Let $\lambda$ be a limit cardinal of cofinality $\kappa$. Write $\kappa$ as the disjoint union $\bigcup_{\alpha<\kappa}A_\alpha$ of $\kappa$ disjoint sets, each of size $\kappa$, using that $\kappa\times\kappa$ has the same size as $\kappa$. Note that each $A_\alpha$ is cofinal in $\kappa$.

Fix a sequence $\lambda_\alpha$, $\alpha<\kappa$, strictly increasing, cofinal in $\lambda$, and consisting of nonzero cardinals.

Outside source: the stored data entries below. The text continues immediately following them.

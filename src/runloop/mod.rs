// Run loop module - hosts a thread-affine UI run loop next to the async host
//
// This module contains:
// - LoopContext / Dispatcher: shared loop state and the marshalling capability
// - Shell / ShellSet: top-level objects whose closing ends the loop
// - RunLoopToolkit / LoopScope: what a toolkit implements and may call
// - RunLoopThreadBridge: dedicated loop thread, startup and shutdown
// - RunLoopHostedComponent: the bridge as a hosted service
// - QueueToolkit: a headless loop fed by a bounded callback queue

pub mod bridge;
pub mod context;
pub mod hosted;
pub mod queue;
pub mod shell;
pub mod toolkit;

pub use bridge::{RunLoopOptions, RunLoopThreadBridge};
pub use context::{Dispatcher, LoopCallback, LoopContext};
pub use hosted::RunLoopHostedComponent;
pub use queue::{QueueContext, QueueDispatcher, QueueToolkit};
pub use shell::{
    HeadlessShell, Shell, ShellCloseResult, ShellFactory, ShellMode, ShellSet, ShutdownReport,
};
pub use toolkit::{LoopInitializer, LoopScope, RunLoopToolkit};
// Host runner - starts hosted services, waits for a stop request, stops them
//
// Startup runs services in registration order; shutdown runs them in reverse
// under a deadline token, then fires the "stopped" phase.

use crate::error::LifecycleError;
use crate::host::{HostLifetime, LifecyclePhase, ServiceRegistry};
use async_trait::async_trait;
use parking_lot::Mutex;
use std::sync::Arc;
use std::sync::atomic::{AtomicBool, Ordering};
use std::time::Duration;
use tokio_util::sync::CancellationToken;

/// Default deadline for stopping all hosted services.
pub const DEFAULT_SHUTDOWN_TIMEOUT: Duration = Duration::from_secs(5);

/// A component whose start and stop are driven by the [`Host`].
///
/// `start` must return quickly: long-running work belongs on a spawned task
/// or thread. `stop` receives a token cancelled when the host's shutdown
/// deadline elapses.
#[async_trait]
pub trait HostedService: Send + Sync {
    fn name(&self) -> &str;

    async fn start(&self, cancel: CancellationToken) -> Result<(), LifecycleError>;

    async fn stop(&self, cancel: CancellationToken) -> Result<(), LifecycleError>;
}

/// Builder collecting the lifetime, registry and services of a [`Host`].
pub struct HostBuilder {
    lifetime: Arc<HostLifetime>,
    registry: Arc<ServiceRegistry>,
    services: Vec<Arc<dyn HostedService>>,
    shutdown_timeout: Duration,
}

impl HostBuilder {
    pub fn new(environment: impl Into<String>) -> Self {
        Self {
            lifetime: Arc::new(HostLifetime::new(environment)),
            registry: Arc::new(ServiceRegistry::new()),
            services: Vec::new(),
            shutdown_timeout: DEFAULT_SHUTDOWN_TIMEOUT,
        }
    }

    /// Lifetime handed to components at construction.
    pub fn lifetime(&self) -> &Arc<HostLifetime> {
        &self.lifetime
    }

    /// Registry components resolve capabilities from.
    pub fn registry(&self) -> &Arc<ServiceRegistry> {
        &self.registry
    }

    pub fn shutdown_timeout(mut self, timeout: Duration) -> Self {
        self.shutdown_timeout = timeout;
        self
    }

    pub fn add_service(mut self, service: Arc<dyn HostedService>) -> Self {
        self.services.push(service);
        self
    }

    pub fn build(self) -> Host {
        Host {
            lifetime: self.lifetime,
            registry: self.registry,
            services: self.services,
            shutdown_timeout: self.shutdown_timeout,
            started: Mutex::new(Vec::new()),
            stopped: AtomicBool::new(false),
        }
    }
}

/// Minimal generic host.
pub struct Host {
    lifetime: Arc<HostLifetime>,
    registry: Arc<ServiceRegistry>,
    services: Vec<Arc<dyn HostedService>>,
    shutdown_timeout: Duration,
    started: Mutex<Vec<Arc<dyn HostedService>>>,
    stopped: AtomicBool,
}

impl Host {
    pub fn builder(environment: impl Into<String>) -> HostBuilder {
        HostBuilder::new(environment)
    }

    pub fn lifetime(&self) -> &Arc<HostLifetime> {
        &self.lifetime
    }

    pub fn registry(&self) -> &Arc<ServiceRegistry> {
        &self.registry
    }

    /// Start every service in registration order, then fire "started".
    ///
    /// A stop requested during startup skips the remaining services and the
    /// "started" phase. A service start error requests a stop and is returned.
    pub async fn start(&self) -> Result<(), LifecycleError> {
        tracing::info!(
            environment = self.lifetime.environment_name(),
            services = self.services.len(),
            "Starting host"
        );

        for service in &self.services {
            if self.lifetime.is_stop_requested() {
                tracing::warn!(
                    service = service.name(),
                    "Stop requested during startup, skipping remaining services"
                );
                return Ok(());
            }

            tracing::debug!(service = service.name(), "Starting hosted service");
            if let Err(e) = service.start(self.lifetime.stop_token().child_token()).await {
                tracing::error!(service = service.name(), error = %e, "Hosted service failed to start");
                self.lifetime.request_stop();
                return Err(e);
            }
            self.started.lock().push(service.clone());
        }

        if !self.lifetime.is_stop_requested() {
            self.lifetime.notify(LifecyclePhase::Started);
        }
        Ok(())
    }

    /// Fire "stopping", stop started services in reverse order, fire "stopped".
    ///
    /// Idempotent. Every service is stopped even if an earlier one fails; the
    /// first error is returned.
    pub async fn stop(&self) -> Result<(), LifecycleError> {
        if self.stopped.swap(true, Ordering::SeqCst) {
            tracing::debug!("Host already stopped");
            return Ok(());
        }

        tracing::info!("Stopping host");
        self.lifetime.request_stop();
        self.lifetime.notify(LifecyclePhase::Stopping);

        let deadline = CancellationToken::new();
        let timer = {
            let deadline = deadline.clone();
            let timeout = self.shutdown_timeout;
            tokio::spawn(async move {
                tokio::time::sleep(timeout).await;
                tracing::warn!("Shutdown deadline of {:?} elapsed", timeout);
                deadline.cancel();
            })
        };

        let started = std::mem::take(&mut *self.started.lock());
        let mut first_error = None;
        for service in started.iter().rev() {
            tracing::debug!(service = service.name(), "Stopping hosted service");
            if let Err(e) = service.stop(deadline.clone()).await {
                tracing::warn!(service = service.name(), error = %e, "Hosted service failed to stop");
                first_error.get_or_insert(e);
            }
        }
        timer.abort();

        self.lifetime.notify(LifecyclePhase::Stopped);
        tracing::info!("Host stopped");

        match first_error {
            Some(e) => Err(e),
            None => Ok(()),
        }
    }

    /// Start, wait for a stop request, stop.
    pub async fn run(&self) -> Result<(), LifecycleError> {
        let start_result = self.start().await;
        if start_result.is_ok() {
            self.lifetime.wait_for_stop().await;
        }
        let stop_result = self.stop().await;
        start_result.and(stop_result)
    }
}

Now, given any set $A$ cofinal in $\kappa$, consider $\prod_{\alpha\in A}\lambda_\alpha$. First, this product is clearly at most $\prod_\alpha\lambda=\lambda^\kappa$. On the other hand, the product is at least $\lambda_\alpha$ for any $\alpha\in A$, and therefore it is at least $\lambda$.

It follows that $\lambda^\kappa\ge\prod_{\alpha<\kappa}\lambda_\alpha=\prod_{\alpha<\kappa}\prod_{\beta\in A_\alpha}\lambda_\beta\ge\prod_{\alpha<\kappa}\lambda=\lambda^\kappa$, and we have equality.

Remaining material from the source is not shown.